Farley, John P. 1864 chief clk. "Damsel;" also clk, on "Key City" and "Northern Light;" for many years agent of Northern Line at Dubuque; died in North Dakota.

Farris, Charles H. Son of following; 1869 began life on river as "cub" pilot "Minnesota;" later made a specialty of rapids piloting, in which he continued until 1897; took the "Gem City" over the rapids in one hour and one minute — the best time ever made; living (1911) at Montrose, Iowa.

Farris, Robert. Born May 4, 1824; commenced steamboating on the Des Moines River; 1851-61 capt. and pilot "Alice," "Colonel Morgan," "Clara Hine," "Ad. Hine," and "Des Moines City;" 1862 began piloting on Des Moines rapids on "Bill Henderson," later on "Dan Hine," also piloted packets over the rapids until the United States canal opened in 1876; appointed lock-master of the guard lock at head of rapids, serving several years; afterwards pilot on several government boats; lived at Farmington, Iowa; 1905 came to Montrose, and there died at the home of his son, May 13, 1908.

Faucette, William. 1854 chief clk. "War Eagle;" 1861 capt. "Fanny Harris;" 1862 capt. "Alhambra;" lived at Galena.

Fay, —. 1828 capt. "Indiana," at Fort Snelling.

Ferrall, John. 1841 clk. "Falcon," at Burlington.

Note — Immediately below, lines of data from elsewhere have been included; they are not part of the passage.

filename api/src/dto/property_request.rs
use chrono::{DateTime, NaiveDate, Utc};
use kloom_core::domain::entities::{
    PreferenceCriteria, PropertyRequest, PropertyRequestChanges, RequestAttributes, RequestFilter,
    RequestId, RequestPreference, RequestStatus, UserId,
};
use kloom_shared::types::PageRequest;
use serde::{Deserialize, Serialize};
use validator::Validate;

use super::default_limit;

/// One set of preference criteria attached to a request
#[derive(Debug, Clone, Default, Serialize, Deserialize, Validate)]
pub struct PreferenceRequest {
    #[validate(length(max = 50))]
    pub property_type: Option<String>,
    #[validate(length(max = 50))]
    pub transaction_type: Option<String>,
    #[validate(length(max = 50))]
    pub category: Option<String>,
    #[validate(range(min = 0.0))]
    pub min_area: Option<f64>,
    #[validate(range(min = 0.0))]
    pub max_area: Option<f64>,
    pub min_floor: Option<i32>,
    #[validate(range(min = 0))]
    pub min_rooms: Option<i32>,
    #[validate(range(min = 0))]
    pub min_toilets: Option<i32>,
    #[validate(range(min = 0))]
    pub min_parking: Option<i32>,
    pub required_facilities: Option<String>,
    pub required_surroundings: Option<String>,
    #[validate(range(min = 0))]
    pub min_budget: Option<i64>,
    #[validate(range(min = 0))]
    pub max_budget: Option<i64>,
    #[validate(range(min = 0))]
    pub min_deposit: Option<i64>,
    #[validate(range(min = 0))]
    pub max_deposit: Option<i64>,
    #[validate(range(min = 0))]
    pub min_rent: Option<i64>,
    #[validate(range(min = 0))]
    pub max_rent: Option<i64>,
    #[validate(range(min = 0))]
    pub max_maintenance: Option<i64>,
    #[validate(range(min = 0))]
    pub max_premium: Option<i64>,
    pub notes: Option<String>,
    #[validate(length(max = 255))]
    pub tags: Option<String>,
}

impl From<PreferenceRequest> for PreferenceCriteria {
    fn from(request: PreferenceRequest) -> Self {
        PreferenceCriteria {
            property_type: request.property_type,
            transaction_type: request.transaction_type,
            category: request.category,
            min_area: request.min_area,
            max_area: request.max_area,
            min_floor: request.min_floor,
            min_rooms: request.min_rooms,
            min_toilets: request.min_toilets,
            min_parking: request.min_parking,
            required_facilities: request.required_facilities,
            required_surroundings: request.required_surroundings,
            min_budget: request.min_budget,
            max_budget: request.max_budget,
            min_deposit: request.min_deposit,
            max_deposit: request.max_deposit,
            min_rent: request.min_rent,
            max_rent: request.max_rent,
            max_maintenance: request.max_maintenance,
            max_premium: request.max_premium,
            notes: request.notes,
            tags: request.tags,
        }
    }
}

#[derive(Debug, Clone, Serialize, Deserialize, Validate)]
pub struct CreatePropertyRequestBody {
    #[validate(length(min = 1, max = 255))]
    pub title: String,
    pub description: Option<String>,
    #[validate(length(min = 1, max = 255))]
    pub region_preference: String,
    #[validate(range(min = 0))]
    pub radius_km: Option<i32>,
    #[validate(length(max = 20))]
    pub urgency_level: Option<String>,
    #[validate(length(min = 1, max = 100))]
    pub contact_name: String,
    #[validate(length(min = 1, max = 20))]
    pub contact_phone: String,
    pub due_date: Option<NaiveDate>,
    #[serde(default)]
    #[validate(nested)]
    pub preferences: Vec<PreferenceRequest>,
}

impl CreatePropertyRequestBody {
    /// Split into the request row and its preference rows
    pub fn into_parts(self) -> (RequestAttributes, Vec<PreferenceCriteria>) {
        let attributes = RequestAttributes {
            title: self.title,
            description: self.description,
            region_preference: self.region_preference,
            radius_km: self.radius_km,
            urgency_level: self.urgency_level,
            contact_name: self.contact_name,
            contact_phone: self.contact_phone,
            due_date: self.due_date,
        };
        let preferences = self.preferences.into_iter().map(Into::into).collect();
        (attributes, preferences)
    }
}

/// Partial update; `preferences`, when present, replaces the whole set
#[derive(Debug, Clone, Default, Serialize, Deserialize, Validate)]
pub struct UpdatePropertyRequestBody {
    #[validate(length(min = 1, max = 255))]
    pub title: Option<String>,
    pub description: Option<String>,
    #[validate(length(min = 1, max = 255))]
    pub region_preference: Option<String>,
    #[validate(range(min = 0))]
    pub radius_km: Option<i32>,
    #[validate(length(max = 20))]
    pub urgency_level: Option<String>,
    #[validate(length(min = 1, max = 100))]
    pub contact_name: Option<String>,
    #[validate(length(min = 1, max = 20))]
    pub contact_phone: Option<String>,
    pub status: Option<RequestStatus>,
    pub due_date: Option<NaiveDate>,
    #[validate(nested)]
    pub preferences: Option<Vec<PreferenceRequest>>,
}

impl From<UpdatePropertyRequestBody> for PropertyRequestChanges {
    fn from(body: UpdatePropertyRequestBody) -> Self {
        PropertyRequestChanges {
            title: body.title,
            description: body.description,
            region_preference: body.region_preference,
            radius_km: body.radius_km,
            urgency_level: body.urgency_level,
            contact_name: body.contact_name,
            contact_phone: body.contact_phone,
            status: body.status,
            due_date: body.due_date,
            preferences: body
                .preferences
                .map(|preferences| preferences.into_iter().map(Into::into).collect()),
        }
    }
}

/// `GET /property-requests` query string
#[derive(Debug, Clone, Deserialize, Validate)]
pub struct RequestListQuery {
    #[serde(default)]
    pub skip: u64,
    #[serde(default = "default_limit")]
    #[validate(range(min = 1, max = 100))]
    pub limit: u64,
    pub franchise_id: Option<UserId>,
    pub status: Option<RequestStatus>,
}

impl RequestListQuery {
    pub fn page(&self) -> PageRequest {
        PageRequest::new(self.skip, self.limit)
    }

    pub fn filter(&self) -> RequestFilter {
        RequestFilter {
            franchise_id: self.franchise_id,
            status: self.status,
        }
    }
}

#[derive(Debug, Clone, Serialize, Deserialize)]
pub struct PropertyRequestResponse {
    pub id: RequestId,
    pub franchise_id: UserId,
    #[serde(flatten)]
    pub attributes: RequestAttributes,
    pub status: RequestStatus,
    pub is_deleted: bool,
    pub created_at: DateTime<Utc>,
    pub preferences: Vec<RequestPreference>,
}

impl From<PropertyRequest> for PropertyRequestResponse {
    fn from(request: PropertyRequest) -> Self {
        PropertyRequestResponse {
            id: request.id,
            is_deleted: request.is_deleted(),
            franchise_id: request.franchise_id,
            attributes: request.attributes,
            status: request.status,
            created_at: request.created_at,
            preferences: request.preferences,
        }
    }
}
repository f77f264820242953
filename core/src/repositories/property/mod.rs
pub mod r#trait {
    pub use super::trait_::*;
}
#[path = "trait.rs"]
mod trait_;
mod mock;

pub use mock::MockPropertyRepository;
pub use r#trait::PropertyRepository;
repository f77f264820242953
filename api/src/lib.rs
//! Kloom HTTP API
//!
//! actix-web routes over the core services, request DTOs, the JWT identity
//! middleware and the mapping of domain errors to HTTP responses. The binary
//! in `main.rs` wires these to the MySQL repositories; the integration tests
//! wire them to the in-memory ones.

pub mod app;
pub mod config;
pub mod dto;
pub mod handlers;
pub mod middleware;
pub mod routes;

pub use app::{configure, AppState};
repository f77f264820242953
//! Shared utilities and common types for the Kloom server
//!
//! This crate provides common functionality used across all server modules:
//! - Configuration types
//! - Error response structures
//! - Pagination and response envelopes
//! - Validation helpers

pub mod config;
pub mod errors;
pub mod types;
pub mod utils;

// Re-export commonly used items at crate root
pub use config::{
    AuthConfig, CorsConfig, DatabaseConfig, Environment, JwtConfig, LoggingConfig, ServerConfig,
};
pub use errors::{error_codes, ErrorResponse};
pub use types::{ApiResponse, Page, PageRequest};
pub use utils::validation;
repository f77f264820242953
pub mod auth;
pub mod cors;

pub use auth::*;
pub use cors::*;
//! Integration tests for listings, images and favorites

#[macro_use]
mod common;

use actix_web::{http::StatusCode, test};
use serde_json::{json, Value};

use common::{authed, id_of, new_property, new_user};

#[actix_web::test]
async fn test_agent_creates_property() {
    let app = init_app!();
    let agent: Value =
        test::call_and_read_body_json(&app, new_user("a@x.com", "agent").to_request()).await;
    let agent_id = id_of(&agent);

    let req = authed(test::TestRequest::post().uri("/properties"), agent_id)
        .set_json(json!({ "title": "Flat", "address": "Seoul" }))
        .to_request();
    let resp = test::call_service(&app, req).await;
    assert_eq!(resp.status(), StatusCode::CREATED);

    let body: Value = test::read_body_json(resp).await;
    assert_eq!(body["data"]["agent_id"], agent_id);
    assert_eq!(body["data"]["status"], "available");
    assert_eq!(body["data"]["is_deleted"], false);
    assert_eq!(body["message"], "Property created successfully");
}

#[actix_web::test]
async fn test_create_property_requires_agent() {
    let app = init_app!();
    let owner: Value =
        test::call_and_read_body_json(&app, new_user("o@x.com", "owner").to_request()).await;

    let resp = test::call_service(&app, new_property(id_of(&owner), "Flat").to_request()).await;
    assert_eq!(resp.status(), StatusCode::FORBIDDEN);

    let anonymous = test::TestRequest::post()
        .uri("/properties")
        .set_json(json!({ "title": "Flat", "address": "Seoul" }))
        .to_request();
    assert_eq!(
        test::call_service(&app, anonymous).await.status(),
        StatusCode::UNAUTHORIZED
    );
}

#[actix_web::test]
async fn test_create_property_rejects_blank_title() {
    let app = init_app!();
    let agent: Value =
        test::call_and_read_body_json(&app, new_user("a@x.com", "agent").to_request()).await;

    let req = authed(test::TestRequest::post().uri("/properties"), id_of(&agent))
        .set_json(json!({ "title": "", "address": "Seoul" }))
        .to_request();
    let resp = test::call_service(&app, req).await;
    assert_eq!(resp.status(), StatusCode::BAD_REQUEST);
}

#[actix_web::test]
async fn test_list_properties_pagination() {
    let app = init_app!();
    let first: Value =
        test::call_and_read_body_json(&app, new_user("a@x.com", "agent").to_request()).await;
    let second: Value =
        test::call_and_read_body_json(&app, new_user("b@x.com", "agent").to_request()).await;
    let (first, second) = (id_of(&first), id_of(&second));

    for i in 0..3 {
        let req = new_property(first, &format!("First {}", i)).to_request();
        assert_eq!(test::call_service(&app, req).await.status(), StatusCode::CREATED);
    }
    for i in 0..2 {
        let req = new_property(second, &format!("Second {}", i)).to_request();
        assert_eq!(test::call_service(&app, req).await.status(), StatusCode::CREATED);
    }

    let req = test::TestRequest::get().uri("/properties").to_request();
    let body: Value = test::call_and_read_body_json(&app, req).await;
    assert_eq!(body["total"], 5);
    assert_eq!(body["data"].as_array().unwrap().len(), 5);
    assert_eq!(body["data"][0]["title"], "First 0");

    let req = test::TestRequest::get()
        .uri("/properties?skip=1&limit=2")
        .to_request();
    let body: Value = test::call_and_read_body_json(&app, req).await;
    assert_eq!(body["total"], 5);
    let titles: Vec<&str> = body["data"]
        .as_array()
        .unwrap()
        .iter()
        .map(|p| p["title"].as_str().unwrap())
        .collect();
    assert_eq!(titles, vec!["First 1", "First 2"]);

    let req = test::TestRequest::get()
        .uri("/properties?skip=10&limit=10")
        .to_request();
    let body: Value = test::call_and_read_body_json(&app, req).await;
    assert_eq!(body["total"], 5);
    assert!(body["data"].as_array().unwrap().is_empty());

    let req = test::TestRequest::get()
        .uri(&format!("/properties?agent_id={}", second))
        .to_request();
    let body: Value = test::call_and_read_body_json(&app, req).await;
    assert_eq!(body["total"], 2);
    assert!(body["data"]
        .as_array()
        .unwrap()
        .iter()
        .all(|p| p["agent_id"] == second));
}

#[actix_web::test]
async fn test_list_properties_rejects_bad_limit() {
    let app = init_app!();

    for uri in ["/properties?limit=0", "/properties?limit=101", "/properties?skip=-1"] {
        let req = test::TestRequest::get().uri(uri).to_request();
        let resp = test::call_service(&app, req).await;
        assert_eq!(resp.status(), StatusCode::BAD_REQUEST, "{}", uri);
    }
}

#[actix_web::test]
async fn test_property_detail_includes_agent_contact() {
    let app = init_app!();
    let agent: Value =
        test::call_and_read_body_json(&app, new_user("a@x.com", "agent").to_request()).await;
    let created: Value =
        test::call_and_read_body_json(&app, new_property(id_of(&agent), "Flat").to_request())
            .await;

    let req = test::TestRequest::get()
        .uri(&format!("/properties/{}", id_of(&created)))
        .to_request();
    let body: Value = test::call_and_read_body_json(&app, req).await;
    assert_eq!(body["data"]["title"], "Flat");
    assert_eq!(body["data"]["agent_name"], "Kim Minji");
    assert_eq!(body["data"]["agent_phone"], "010-1234-5678");
    assert_eq!(body["data"]["area_pyeong"], 10.0);
}

#[actix_web::test]
async fn test_update_and_delete_require_owner() {
    let app = init_app!();
    let owner: Value =
        test::call_and_read_body_json(&app, new_user("a@x.com", "agent").to_request()).await;
    let rival: Value =
        test::call_and_read_body_json(&app, new_user("b@x.com", "agent").to_request()).await;
    let (owner, rival) = (id_of(&owner), id_of(&rival));
    let created: Value =
        test::call_and_read_body_json(&app, new_property(owner, "Flat").to_request()).await;
    let uri = format!("/properties/{}", id_of(&created));

    let req = authed(test::TestRequest::patch().uri(&uri), rival)
        .set_json(json!({ "status": "sold" }))
        .to_request();
    assert_eq!(test::call_service(&app, req).await.status(), StatusCode::FORBIDDEN);

    let req = authed(test::TestRequest::patch().uri(&uri), owner)
        .set_json(json!({ "status": "offMarket", "monthly_rent": 750000 }))
        .to_request();
    let body: Value = test::call_and_read_body_json(&app, req).await;
    assert_eq!(body["data"]["status"], "offMarket");
    assert_eq!(body["data"]["monthly_rent"], 750000);
    assert_eq!(body["data"]["deposit"], 10000000);

    let req = authed(test::TestRequest::patch().uri(&uri), owner)
        .set_json(json!({ "area_m2": 66.12 }))
        .to_request();
    let body: Value = test::call_and_read_body_json(&app, req).await;
    assert_eq!(body["data"]["area_m2"], 66.12);
    assert_eq!(body["data"]["area_pyeong"], 20.0);

    let req = authed(test::TestRequest::delete().uri(&uri), rival).to_request();
    assert_eq!(test::call_service(&app, req).await.status(), StatusCode::FORBIDDEN);

    let req = authed(test::TestRequest::delete().uri(&uri), owner).to_request();
    assert_eq!(test::call_service(&app, req).await.status(), StatusCode::OK);

    let req = test::TestRequest::get().uri(&uri).to_request();
    assert_eq!(test::call_service(&app, req).await.status(), StatusCode::NOT_FOUND);

    let req = test::TestRequest::get().uri("/properties").to_request();
    let body: Value = test::call_and_read_body_json(&app, req).await;
    assert_eq!(body["total"], 0);
}

#[actix_web::test]
async fn test_property_images() {
    let app = init_app!();
    let owner: Value =
        test::call_and_read_body_json(&app, new_user("a@x.com", "agent").to_request()).await;
    let rival: Value =
        test::call_and_read_body_json(&app, new_user("b@x.com", "agent").to_request()).await;
    let owner = id_of(&owner);
    let created: Value =
        test::call_and_read_body_json(&app, new_property(owner, "Flat").to_request()).await;
    let uri = format!("/properties/{}/images", id_of(&created));

    let req = authed(test::TestRequest::post().uri(&uri), id_of(&rival))
        .set_json(json!({ "url": "https://cdn.kloom.kr/a.jpg" }))
        .to_request();
    assert_eq!(test::call_service(&app, req).await.status(), StatusCode::FORBIDDEN);

    let req = authed(test::TestRequest::post().uri(&uri), owner)
        .set_json(json!({ "url": "not a url" }))
        .to_request();
    assert_eq!(
        test::call_service(&app, req).await.status(),
        StatusCode::BAD_REQUEST
    );

    let req = authed(test::TestRequest::post().uri(&uri), owner)
        .set_json(json!({
            "url": "https://cdn.kloom.kr/front.jpg",
            "is_primary": true,
            "caption": "Front",
        }))
        .to_request();
    let resp = test::call_service(&app, req).await;
    assert_eq!(resp.status(), StatusCode::CREATED);
    let image: Value = test::read_body_json(resp).await;
    assert_eq!(image["data"]["is_primary"], true);

    let req = test::TestRequest::get().uri(&uri).to_request();
    let body: Value = test::call_and_read_body_json(&app, req).await;
    assert_eq!(body["total"], 1);
    assert_eq!(body["data"][0]["caption"], "Front");

    let req = test::TestRequest::get()
        .uri("/properties/999/images")
        .to_request();
    assert_eq!(test::call_service(&app, req).await.status(), StatusCode::NOT_FOUND);
}

#[actix_web::test]
async fn test_favorites() {
    let app = init_app!();
    let agent: Value =
        test::call_and_read_body_json(&app, new_user("a@x.com", "agent").to_request()).await;
    let fan: Value =
        test::call_and_read_body_json(&app, new_user("f@x.com", "franchise").to_request()).await;
    let (agent, fan) = (id_of(&agent), id_of(&fan));
    let flat: Value =
        test::call_and_read_body_json(&app, new_property(agent, "Flat").to_request()).await;
    let shop: Value =
        test::call_and_read_body_json(&app, new_property(agent, "Shop").to_request()).await;
    let (flat, shop) = (id_of(&flat), id_of(&shop));

    let favorite = |property: i64| {
        authed(
            test::TestRequest::post().uri(&format!("/properties/{}/favorite", property)),
            fan,
        )
        .to_request()
    };

    let first: Value = test::call_and_read_body_json(&app, favorite(flat)).await;
    let again: Value = test::call_and_read_body_json(&app, favorite(flat)).await;
    assert_eq!(first["data"]["id"], again["data"]["id"]);
    let resp = test::call_service(&app, favorite(shop)).await;
    assert_eq!(resp.status(), StatusCode::OK);
    let resp = test::call_service(&app, favorite(999)).await;
    assert_eq!(resp.status(), StatusCode::NOT_FOUND);

    let mine = || authed(test::TestRequest::get().uri("/users/me/favorites"), fan).to_request();
    let body: Value = test::call_and_read_body_json(&app, mine()).await;
    assert_eq!(body["total"], 2);
    assert_eq!(body["data"][0]["id"], shop);
    assert_eq!(body["data"][1]["id"], flat);

    let req = authed(
        test::TestRequest::delete().uri(&format!("/properties/{}", shop)),
        agent,
    )
    .to_request();
    assert_eq!(test::call_service(&app, req).await.status(), StatusCode::OK);
    let body: Value = test::call_and_read_body_json(&app, mine()).await;
    assert_eq!(body["total"], 1);

    let unfavorite = || {
        authed(
            test::TestRequest::delete().uri(&format!("/properties/{}/favorite", flat)),
            fan,
        )
        .to_request()
    };
    assert_eq!(test::call_service(&app, unfavorite()).await.status(), StatusCode::OK);
    assert_eq!(test::call_service(&app, unfavorite()).await.status(), StatusCode::OK);
    let body: Value = test::call_and_read_body_json(&app, mine()).await;
    assert_eq!(body["total"], 0);

    let anonymous = test::TestRequest::get().uri("/users/me/favorites").to_request();
    assert_eq!(
        test::call_service(&app, anonymous).await.status(),
        StatusCode::UNAUTHORIZED
    );
}
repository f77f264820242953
//! Property repository trait covering listings, their images and favorites.

use async_trait::async_trait;
use kloom_shared::types::{Page, PageRequest};

use crate::domain::entities::property::{
    Favorite, NewProperty, NewPropertyImage, Property, PropertyChanges, PropertyFilter,
    PropertyId, PropertyImage,
};
use crate::domain::entities::user::UserId;
use crate::errors::DomainError;

/// Repository trait for Property persistence operations
///
/// Reads only ever see active listings; a soft-deleted property behaves
/// as if it did not exist.
#[async_trait]
pub trait PropertyRepository: Send + Sync {
    /// Persist a new listing and return it with its generated id
    async fn create(&self, property: NewProperty) -> Result<Property, DomainError>;

    async fn find_by_id(&self, id: PropertyId) -> Result<Option<Property>, DomainError>;

    /// Page through active listings in insertion order
    ///
    /// `total` counts every listing matching `filter`, independent of the
    /// requested window.
    async fn list(
        &self,
        filter: &PropertyFilter,
        page: PageRequest,
    ) -> Result<Page<Property>, DomainError>;

    /// Apply a partial update; `Ok(None)` when no active listing has the id
    async fn update(
        &self,
        id: PropertyId,
        changes: PropertyChanges,
    ) -> Result<Option<Property>, DomainError>;

    /// Returns `false` when the listing is missing or already deleted
    async fn soft_delete(&self, id: PropertyId) -> Result<bool, DomainError>;

    async fn add_image(&self, image: NewPropertyImage) -> Result<PropertyImage, DomainError>;

    /// Images of a listing, primary first, then oldest first
    async fn list_images(&self, property_id: PropertyId)
        -> Result<Vec<PropertyImage>, DomainError>;

    /// Bookmark a listing; returns the existing favorite when already present
    async fn add_favorite(
        &self,
        user_id: UserId,
        property_id: PropertyId,
    ) -> Result<Favorite, DomainError>;

    /// Returns `false` when there was nothing to remove
    async fn remove_favorite(
        &self,
        user_id: UserId,
        property_id: PropertyId,
    ) -> Result<bool, DomainError>;

    /// Active listings the user has bookmarked, most recent bookmark first
    async fn list_favorites(&self, user_id: UserId) -> Result<Vec<Property>, DomainError>;
}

Finney, John. March 20, 1845 clk. "Dubuque," at Burlington.

Fisher, William. Born in New York state; served as seaman on great lakes; 1852 came to Galena; learned the river on "Ben Campbell," Capt. W. Lodwick; 1853 on "War Eagle" with William White and John King; served on "Ben Campbell," "Audubon," "Banjo," "James Raymond," and many other boats; with Capt. Brock of St. Louis as partner, took "City of Quincy," sixteen-hundred-ton New Orleans packet, from St. Louis to St. Paul and back; served three years in the Union army; lived at Galena where he died in 1908.

Fithian, Thomas M. 1843 on "Boreas," at Burlington.

Flaherty, Thomas F. July 20, 1836 capt. "Emerald," at Dubuque; later in season capt. "Wisconsin," at Burlington.

Flanigan, P. 1870 engr. "Red Wing," at Burlington.

Ford, Rufus. 1844 on "Patriot," at Burlington; 1853 capt. "Di Vernon."

Forse, William. 1845 on "Iron City."

Franz, August. Retired pilot, living at La Crosse.

Frasier, D. M. 1844 on "Hannibal."

Frazier, William N. 1844 clk. "Hannibal," at Burlington.

French, —. 1857 capt. "Kate French," at St. Paul.

French, —. 1862 clk. "Canada," at St. Paul.

Frick, C. J. 1874 clk. "Gate City," at Galena.


Fulton, L. 1859 capt. "Chippewa Falls," running from Read's Landing to Eau Claire.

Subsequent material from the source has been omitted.